Records provided below:
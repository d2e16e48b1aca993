//! Capabilities a mesh collidable's shape must expose to the narrow phase.

use crate::bounding_volume::Aabb;
use crate::query::{Ray, RayHit};
use crate::shape::{Triangle, TriangleIndices, TriangleSidedness};

#[cfg_attr(feature = "serde-serialize", derive(Serialize, Deserialize))]
#[repr(C)]
#[derive(Clone, Copy, Debug, Default, Eq, Hash, PartialEq)]
/// Flags affecting the narrow phase's treatment of a mesh.
pub struct MeshFlags(u8);

bitflags::bitflags! {
    impl MeshFlags: u8 {
        /// If set, contact generation takes adjacent-triangle information
        /// into account to suppress the spurious bumps a convex body can
        /// experience when sliding across triangle boundaries.
        const IMPROVE_BOUNDARY_BEHAVIOR = 1;
    }
}

/// How a mesh's triangles are interpreted by collision detection.
#[cfg_attr(feature = "serde-serialize", derive(Serialize, Deserialize))]
#[derive(Copy, Clone, Debug, PartialEq, Eq)]
pub enum MeshSolidity {
    /// Triangles are one-sided, colliding with their clockwise face.
    Clockwise,
    /// Triangles are one-sided, colliding with their counterclockwise face.
    Counterclockwise,
    /// Triangles collide on both faces.
    DoubleSided,
    /// The mesh is the closed boundary of a solid volume. A convex body that
    /// sinks below the shell keeps colliding even when no triangle touches
    /// it.
    Solid,
}

/// The capabilities a mesh collidable's shape must expose to the narrow
/// phase.
///
/// The triangle store, the spatial index and the inside/outside predicate
/// are supplied by the mesh implementation and assumed correct. All methods
/// take `&self`: during a step, many manifolds may read the same mesh
/// concurrently from different worker threads.
pub trait MeshShape {
    /// The local-space vertices of the triangle `id`.
    fn triangle(&self, id: u32) -> Triangle;

    /// The mesh vertex indices of the triangle `id`.
    fn triangle_indices(&self, id: u32) -> TriangleIndices;

    /// Appends to `out` the ids of all triangles whose bounds intersect
    /// `aabb`, expressed in the mesh's local space.
    fn intersect_local_aabb(&self, aabb: &Aabb, out: &mut Vec<u32>);

    /// How this mesh's triangles are interpreted.
    fn solidity(&self) -> MeshSolidity;

    /// The sidedness applied to triangles when the mesh is
    /// [`MeshSolidity::Solid`].
    fn solid_sidedness(&self) -> TriangleSidedness;

    /// Flags affecting contact generation against this mesh.
    fn flags(&self) -> MeshFlags;

    /// Tests whether `ray.origin` lies inside this mesh's closed shell.
    ///
    /// The ray is expressed in the mesh's local space. Returns the shell
    /// intersection along `ray.dir` if the origin is inside, `None`
    /// otherwise.
    fn ray_origin_inside(&self, ray: &Ray) -> Option<RayHit>;
}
End of Records provided.
Task item: Your reply should hold every line from the data that contains "collidable", copied in full.

Finished exercise:
//! Capabilities a mesh collidable's shape must expose to the narrow phase.
/// The capabilities a mesh collidable's shape must expose to the narrow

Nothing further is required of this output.